There are two major reasons for the existence of a general circulation of the atmosphere. First of all, the equatorial regions on earth receive much more solar energy all year round than the polar regions. Hot air therefore tends to move from the equator to the poles, while cold air tends to move from the poles toward the equator. As we shall see, the surface of the earth absorbs a much larger proportion of the solar radiation than the atmosphere above it. Thus, in the troposphere, the air is heated by conduction, convection, and radiation from the ground. There is also some heating of the atmosphere when water vapor, recently evaporated from the earth's surface, condenses to form clouds.

If we recall that hot air is less dense than cold air and tends to rise above it (this will be discussed in Chapter 3 in connection with temperature inversions, Section 3.5), we shall expect hot air to rise near the equator and flow toward the poles at some elevation above the surface of the earth. The colder air from the polar regions is then expected to flow toward the equator nearer to the surface of the earth, as shown in Figure 2-5. This idea was first formulated by G. Hadley in 1735. Hadley's picture of atmospheric circulation also took account of the earth's rotation, but for the moment we should note the

FIGURE 2-5 General circulation of the atmosphere as proposed by Hadley, 1735. These were the simplest forms of "Hadley cells,'' with hot air rising near the equator and moving toward the poles in the upper troposphere. Cold air, in this model, moves from the poles toward the equator near the surface of the earth.

FIGURE 2-5 General circulation of the atmosphere as proposed by Hadley, 1735. These were the simplest forms of "Hadley cells,'' with hot air rising near the equator and moving toward the poles in the upper troposphere. Cold air, in this model, moves from the poles toward the equator near the surface of the earth.

following major oversimplifications in his model. First, this model showed a lot of air accumulating over the polar regions; second, no account was taken of unequal heating of land and sea; and, third, no account was taken of variations in solar radiation at various latitudes at different times of the year.
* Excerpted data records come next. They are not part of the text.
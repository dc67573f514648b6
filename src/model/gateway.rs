//! Model gateway: ordered fallback across model candidates.

use std::sync::Arc;

use serde::{Deserialize, Serialize};

use super::client::{ChatBackend, ChatRequest, FailureKind, DEFAULT_MAX_TOKENS};
use super::rate_limit::RateLimiter;
use crate::actions::strip_code_fences;

/// A model the gateway may call.
#[derive(Debug, Clone, PartialEq, Serialize, Deserialize)]
pub struct ModelCandidate {
    pub name: String,
    pub rate_limit_per_minute: u32,
    /// Route calls through the shared [`RateLimiter`].
    pub uses_backoff: bool,
    /// Lower is tried first.
    pub priority: u32,
    pub description: String,
}

impl ModelCandidate {
    pub fn new(name: impl Into<String>, priority: u32) -> Self {
        Self {
            name: name.into(),
            rate_limit_per_minute: 20,
            uses_backoff: false,
            priority,
            description: String::new(),
        }
    }

    pub fn with_rate_limit(mut self, per_minute: u32) -> Self {
        self.rate_limit_per_minute = per_minute;
        self
    }

    pub fn with_backoff(mut self, uses_backoff: bool) -> Self {
        self.uses_backoff = uses_backoff;
        self
    }

    pub fn with_description(mut self, description: impl Into<String>) -> Self {
        self.description = description.into();
        self
    }
}

/// The free-tier models used when none are configured.
pub fn default_candidates() -> Vec<ModelCandidate> {
    vec![
        ModelCandidate::new("google/gemini-2.0-flash-exp:free", 1)
            .with_rate_limit(4)
            .with_backoff(true)
            .with_description("Primary model, strictly rate limited"),
        ModelCandidate::new("mistralai/mistral-7b-instruct:free", 2)
            .with_description("Fast fallback"),
        ModelCandidate::new("meta-llama/llama-3.2-3b-instruct:free", 3)
            .with_description("Small fallback"),
        ModelCandidate::new("deepseek/deepseek-r1-0528-qwen3-8b:free", 4)
            .with_description("Reasoning fallback"),
    ]
}

/// Candidates from a list of model names; the first one is rate limited.
pub fn candidates_from_names<S: AsRef<str>>(names: &[S]) -> Vec<ModelCandidate> {
    names
        .iter()
        .enumerate()
        .map(|(index, name)| {
            let candidate = ModelCandidate::new(name.as_ref(), index as u32 + 1);
            if index == 0 {
                candidate.with_rate_limit(4).with_backoff(true)
            } else {
                candidate
            }
        })
        .collect()
}

/// What a completion is for.
#[derive(Debug, Clone, Copy, PartialEq, Eq)]
pub enum CompletionMode {
    /// A JSON action plan; code fences are stripped.
    ActionPlan,
    /// The final natural-language answer; only trimmed.
    FinalAnswer,
}

impl CompletionMode {
    pub fn temperature(self) -> f32 {
        match self {
            Self::ActionPlan => 0.1,
            Self::FinalAnswer => 0.2,
        }
    }

    fn postprocess(self, raw: &str) -> String {
        match self {
            Self::ActionPlan => strip_code_fences(raw),
            Self::FinalAnswer => raw.trim().to_string(),
        }
    }
}

/// Calls the completion backend across candidates in priority order.
pub struct ModelGateway {
    backend: Arc<dyn ChatBackend>,
    candidates: Vec<ModelCandidate>,
    limiter: Arc<RateLimiter>,
    max_tokens: u32,
}

impl ModelGateway {
    /// Create a gateway. Candidates are sorted by priority.
    pub fn new(
        backend: Arc<dyn ChatBackend>,
        mut candidates: Vec<ModelCandidate>,
        limiter: Arc<RateLimiter>,
    ) -> Self {
        candidates.sort_by_key(|candidate| candidate.priority);
        Self {
            backend,
            candidates,
            limiter,
            max_tokens: DEFAULT_MAX_TOKENS,
        }
    }

    pub fn with_max_tokens(mut self, max_tokens: u32) -> Self {
        self.max_tokens = max_tokens;
        self
    }

    pub fn candidates(&self) -> &[ModelCandidate] {
        &self.candidates
    }

    pub fn limiter(&self) -> &Arc<RateLimiter> {
        &self.limiter
    }

    /// Ask each candidate in turn until one returns non-empty text.
    ///
    /// # Arguments
    /// * `system_prompt` - Instructions for the model.
    /// * `user_prompt` - The task-specific prompt.
    /// * `mode` - Whether an action plan or a final answer is wanted.
    ///
    /// # Returns
    /// The post-processed text, or `None` when every candidate failed.
    pub async fn complete(
        &self,
        system_prompt: &str,
        user_prompt: &str,
        mode: CompletionMode,
    ) -> Option<String> {
        for candidate in &self.candidates {
            if candidate.uses_backoff {
                self.limiter.acquire().await;
            }

            tracing::info!(
                model = %candidate.name,
                priority = candidate.priority,
                "Requesting {:?} completion",
                mode
            );
            let request = ChatRequest::new(
                &candidate.name,
                system_prompt,
                user_prompt,
                mode.temperature(),
                self.max_tokens,
            );

            match self.backend.chat(&request).await {
                Ok(content) => {
                    if candidate.uses_backoff {
                        self.limiter.record_call().await;
                    }
                    let cleaned = mode.postprocess(&content);
                    if !cleaned.is_empty() {
                        tracing::info!(model = %candidate.name, "Completion received");
                        return Some(cleaned);
                    }
                    tracing::warn!(model = %candidate.name, "Empty completion, trying next model");
                }
                Err(e) => match e.failure_kind() {
                    FailureKind::RateLimited => {
                        tracing::warn!(model = %candidate.name, "Rate limited, trying next model: {}", e)
                    }
                    FailureKind::Unauthorized => {
                        tracing::error!(model = %candidate.name, "Unauthorized, check the API key: {}", e)
                    }
                    FailureKind::QuotaExhausted => {
                        tracing::error!(model = %candidate.name, "Quota exhausted, trying next model: {}", e)
                    }
                    FailureKind::Other => {
                        tracing::warn!(model = %candidate.name, "Request failed, trying next model: {}", e)
                    }
                },
            }
        }

        tracing::error!("All {} model candidates failed", self.candidates.len());
        None
    }
}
What happens when the rotation of the earth from west to east is taken into account? If we think of the earth as rotating around an axis that goes through the North and South Poles, we note that the surface of the earth at the poles does not rotate, while the surface of the earth at the equator rotates very quickly. The equatorial circumference of the earth is about 40,000 km, and one rotation occurs every 24 h, so that every point on the earth's equator is constantly moving at a velocity of 28km/min in contrast to the stationary points at the poles. In the same way, the air above the poles does not rotate while the air above the equator rotates with the earth, and at the same velocity. Between the equator and the poles, points on the earth's surface and in the atmosphere above these points rotate at intermediate speeds, between zero and 28 km/min.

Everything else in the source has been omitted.